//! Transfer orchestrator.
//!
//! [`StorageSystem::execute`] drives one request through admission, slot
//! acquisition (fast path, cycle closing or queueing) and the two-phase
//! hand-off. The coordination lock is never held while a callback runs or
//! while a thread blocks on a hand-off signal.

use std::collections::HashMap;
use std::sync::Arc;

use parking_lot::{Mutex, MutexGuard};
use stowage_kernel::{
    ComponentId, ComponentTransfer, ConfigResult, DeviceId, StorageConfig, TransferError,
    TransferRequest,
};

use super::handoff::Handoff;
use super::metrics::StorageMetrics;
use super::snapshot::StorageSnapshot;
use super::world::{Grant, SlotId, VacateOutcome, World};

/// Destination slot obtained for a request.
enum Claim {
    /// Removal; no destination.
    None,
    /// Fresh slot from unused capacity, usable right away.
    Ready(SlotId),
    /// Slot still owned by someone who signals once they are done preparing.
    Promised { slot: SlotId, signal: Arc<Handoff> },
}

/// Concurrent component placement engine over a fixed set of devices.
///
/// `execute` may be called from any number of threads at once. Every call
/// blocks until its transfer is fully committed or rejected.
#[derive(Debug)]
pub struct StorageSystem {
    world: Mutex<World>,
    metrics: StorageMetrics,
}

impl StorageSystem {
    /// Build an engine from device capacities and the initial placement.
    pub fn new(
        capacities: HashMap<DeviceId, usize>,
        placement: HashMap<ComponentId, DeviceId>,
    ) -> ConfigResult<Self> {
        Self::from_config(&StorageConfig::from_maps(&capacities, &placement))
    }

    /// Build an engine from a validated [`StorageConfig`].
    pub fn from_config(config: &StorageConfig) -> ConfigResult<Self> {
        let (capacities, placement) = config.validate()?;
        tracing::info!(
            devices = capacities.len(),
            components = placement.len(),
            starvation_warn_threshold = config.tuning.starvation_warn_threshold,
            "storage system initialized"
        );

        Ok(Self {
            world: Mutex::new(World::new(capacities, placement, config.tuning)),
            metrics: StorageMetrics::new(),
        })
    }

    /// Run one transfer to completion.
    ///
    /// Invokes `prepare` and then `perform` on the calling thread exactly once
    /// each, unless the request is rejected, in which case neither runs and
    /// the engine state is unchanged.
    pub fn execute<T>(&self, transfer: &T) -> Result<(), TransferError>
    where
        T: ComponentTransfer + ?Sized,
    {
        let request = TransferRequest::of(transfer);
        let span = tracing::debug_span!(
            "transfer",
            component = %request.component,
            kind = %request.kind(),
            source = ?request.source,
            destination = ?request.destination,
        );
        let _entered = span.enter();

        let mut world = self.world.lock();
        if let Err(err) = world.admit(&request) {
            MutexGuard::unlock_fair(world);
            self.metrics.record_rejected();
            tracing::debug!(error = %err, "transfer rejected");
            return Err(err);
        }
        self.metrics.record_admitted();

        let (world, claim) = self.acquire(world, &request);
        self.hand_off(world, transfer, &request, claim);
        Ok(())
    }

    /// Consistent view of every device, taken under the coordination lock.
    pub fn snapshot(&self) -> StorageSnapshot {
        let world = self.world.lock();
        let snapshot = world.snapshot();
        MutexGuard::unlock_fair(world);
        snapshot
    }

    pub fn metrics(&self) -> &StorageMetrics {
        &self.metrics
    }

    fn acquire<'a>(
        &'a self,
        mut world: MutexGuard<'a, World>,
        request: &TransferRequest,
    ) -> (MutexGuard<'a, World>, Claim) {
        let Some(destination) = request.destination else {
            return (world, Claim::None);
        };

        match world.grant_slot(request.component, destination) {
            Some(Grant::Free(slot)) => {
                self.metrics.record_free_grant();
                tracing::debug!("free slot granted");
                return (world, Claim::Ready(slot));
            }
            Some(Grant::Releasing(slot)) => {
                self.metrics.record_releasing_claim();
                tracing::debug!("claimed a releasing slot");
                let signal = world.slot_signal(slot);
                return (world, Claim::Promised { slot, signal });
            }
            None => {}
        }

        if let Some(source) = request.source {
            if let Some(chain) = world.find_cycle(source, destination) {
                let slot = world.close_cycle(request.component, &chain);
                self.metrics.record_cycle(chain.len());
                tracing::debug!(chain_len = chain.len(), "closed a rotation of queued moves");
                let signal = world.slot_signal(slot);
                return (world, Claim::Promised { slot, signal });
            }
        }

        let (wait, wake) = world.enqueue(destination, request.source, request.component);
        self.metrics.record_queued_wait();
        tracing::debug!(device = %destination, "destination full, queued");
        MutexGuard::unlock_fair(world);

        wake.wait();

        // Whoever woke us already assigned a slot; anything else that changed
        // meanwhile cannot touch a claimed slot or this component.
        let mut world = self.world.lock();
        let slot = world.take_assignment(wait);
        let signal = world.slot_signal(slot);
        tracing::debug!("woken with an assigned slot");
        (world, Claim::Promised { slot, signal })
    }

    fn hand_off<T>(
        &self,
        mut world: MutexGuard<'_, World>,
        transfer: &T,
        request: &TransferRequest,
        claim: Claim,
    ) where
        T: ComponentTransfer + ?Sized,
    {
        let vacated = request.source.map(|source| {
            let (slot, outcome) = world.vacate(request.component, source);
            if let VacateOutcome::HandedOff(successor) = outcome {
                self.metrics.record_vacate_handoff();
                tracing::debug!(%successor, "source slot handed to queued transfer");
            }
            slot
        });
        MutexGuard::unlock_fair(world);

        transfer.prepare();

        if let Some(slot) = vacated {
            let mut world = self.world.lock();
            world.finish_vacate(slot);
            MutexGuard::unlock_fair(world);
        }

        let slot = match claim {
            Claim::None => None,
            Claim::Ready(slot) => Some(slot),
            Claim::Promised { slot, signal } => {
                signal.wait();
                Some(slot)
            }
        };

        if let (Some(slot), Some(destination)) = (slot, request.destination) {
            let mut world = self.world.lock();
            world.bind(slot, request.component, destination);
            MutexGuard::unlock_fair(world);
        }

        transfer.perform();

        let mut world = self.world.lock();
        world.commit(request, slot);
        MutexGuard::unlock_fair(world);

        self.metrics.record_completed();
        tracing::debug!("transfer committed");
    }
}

▬▬▬▬▬▬

— Assigned task —
Write the listing out again, exactly as it reads.

— Completed task —
//! Transfer orchestrator.
//!
//! [`StorageSystem::execute`] drives one request through admission, slot
//! acquisition (fast path, cycle closing or queueing) and the two-phase
//! hand-off. The coordination lock is never held while a callback runs or
//! while a thread blocks on a hand-off signal.

use std::collections::HashMap;
use std::sync::Arc;

use parking_lot::{Mutex, MutexGuard};
use stowage_kernel::{
    ComponentId, ComponentTransfer, ConfigResult, DeviceId, StorageConfig, TransferError,
    TransferRequest,
};

use super::handoff::Handoff;
use super::metrics::StorageMetrics;
use super::snapshot::StorageSnapshot;
use super::world::{Grant, SlotId, VacateOutcome, World};

/// Destination slot obtained for a request.
enum Claim {
    /// Removal; no destination.
    None,
    /// Fresh slot from unused capacity, usable right away.
    Ready(SlotId),
    /// Slot still owned by someone who signals once they are done preparing.
    Promised { slot: SlotId, signal: Arc<Handoff> },
}

/// Concurrent component placement engine over a fixed set of devices.
///
/// `execute` may be called from any number of threads at once. Every call
/// blocks until its transfer is fully committed or rejected.
#[derive(Debug)]
pub struct StorageSystem {
    world: Mutex<World>,
    metrics: StorageMetrics,
}

impl StorageSystem {
    /// Build an engine from device capacities and the initial placement.
    pub fn new(
        capacities: HashMap<DeviceId, usize>,
        placement: HashMap<ComponentId, DeviceId>,
    ) -> ConfigResult<Self> {
        Self::from_config(&StorageConfig::from_maps(&capacities, &placement))
    }

    /// Build an engine from a validated [`StorageConfig`].
    pub fn from_config(config: &StorageConfig) -> ConfigResult<Self> {
        let (capacities, placement) = config.validate()?;
        tracing::info!(
            devices = capacities.len(),
            components = placement.len(),
            starvation_warn_threshold = config.tuning.starvation_warn_threshold,
            "storage system initialized"
        );

        Ok(Self {
            world: Mutex::new(World::new(capacities, placement, config.tuning)),
            metrics: StorageMetrics::new(),
        })
    }

    /// Run one transfer to completion.
    ///
    /// Invokes `prepare` and then `perform` on the calling thread exactly once
    /// each, unless the request is rejected, in which case neither runs and
    /// the engine state is unchanged.
    pub fn execute<T>(&self, transfer: &T) -> Result<(), TransferError>
    where
        T: ComponentTransfer + ?Sized,
    {
        let request = TransferRequest::of(transfer);
        let span = tracing::debug_span!(
            "transfer",
            component = %request.component,
            kind = %request.kind(),
            source = ?request.source,
            destination = ?request.destination,
        );
        let _entered = span.enter();

        let mut world = self.world.lock();
        if let Err(err) = world.admit(&request) {
            MutexGuard::unlock_fair(world);
            self.metrics.record_rejected();
            tracing::debug!(error = %err, "transfer rejected");
            return Err(err);
        }
        self.metrics.record_admitted();

        let (world, claim) = self.acquire(world, &request);
        self.hand_off(world, transfer, &request, claim);
        Ok(())
    }

    /// Consistent view of every device, taken under the coordination lock.
    pub fn snapshot(&self) -> StorageSnapshot {
        let world = self.world.lock();
        let snapshot = world.snapshot();
        MutexGuard::unlock_fair(world);
        snapshot
    }

    pub fn metrics(&self) -> &StorageMetrics {
        &self.metrics
    }

    fn acquire<'a>(
        &'a self,
        mut world: MutexGuard<'a, World>,
        request: &TransferRequest,
    ) -> (MutexGuard<'a, World>, Claim) {
        let Some(destination) = request.destination else {
            return (world, Claim::None);
        };

        match world.grant_slot(request.component, destination) {
            Some(Grant::Free(slot)) => {
                self.metrics.record_free_grant();
                tracing::debug!("free slot granted");
                return (world, Claim::Ready(slot));
            }
            Some(Grant::Releasing(slot)) => {
                self.metrics.record_releasing_claim();
                tracing::debug!("claimed a releasing slot");
                let signal = world.slot_signal(slot);
                return (world, Claim::Promised { slot, signal });
            }
            None => {}
        }

        if let Some(source) = request.source {
            if let Some(chain) = world.find_cycle(source, destination) {
                let slot = world.close_cycle(request.component, &chain);
                self.metrics.record_cycle(chain.len());
                tracing::debug!(chain_len = chain.len(), "closed a rotation of queued moves");
                let signal = world.slot_signal(slot);
                return (world, Claim::Promised { slot, signal });
            }
        }

        let (wait, wake) = world.enqueue(destination, request.source, request.component);
        self.metrics.record_queued_wait();
        tracing::debug!(device = %destination, "destination full, queued");
        MutexGuard::unlock_fair(world);

        wake.wait();

        // Whoever woke us already assigned a slot; anything else that changed
        // meanwhile cannot touch a claimed slot or this component.
        let mut world = self.world.lock();
        let slot = world.take_assignment(wait);
        let signal = world.slot_signal(slot);
        tracing::debug!("woken with an assigned slot");
        (world, Claim::Promised { slot, signal })
    }

    fn hand_off<T>(
        &self,
        mut world: MutexGuard<'_, World>,
        transfer: &T,
        request: &TransferRequest,
        claim: Claim,
    ) where
        T: ComponentTransfer + ?Sized,
    {
        let vacated = request.source.map(|source| {
            let (slot, outcome) = world.vacate(request.component, source);
            if let VacateOutcome::HandedOff(successor) = outcome {
                self.metrics.record_vacate_handoff();
                tracing::debug!(%successor, "source slot handed to queued transfer");
            }
            slot
        });
        MutexGuard::unlock_fair(world);

        transfer.prepare();

        if let Some(slot) = vacated {
            let mut world = self.world.lock();
            world.finish_vacate(slot);
            MutexGuard::unlock_fair(world);
        }

        let slot = match claim {
            Claim::None => None,
            Claim::Ready(slot) => Some(slot),
            Claim::Promised { slot, signal } => {
                signal.wait();
                Some(slot)
            }
        };

        if let (Some(slot), Some(destination)) = (slot, request.destination) {
            let mut world = self.world.lock();
            world.bind(slot, request.component, destination);
            MutexGuard::unlock_fair(world);
        }

        transfer.perform();

        let mut world = self.world.lock();
        world.commit(request, slot);
        MutexGuard::unlock_fair(world);

        self.metrics.record_completed();
        tracing::debug!("transfer committed");
    }
}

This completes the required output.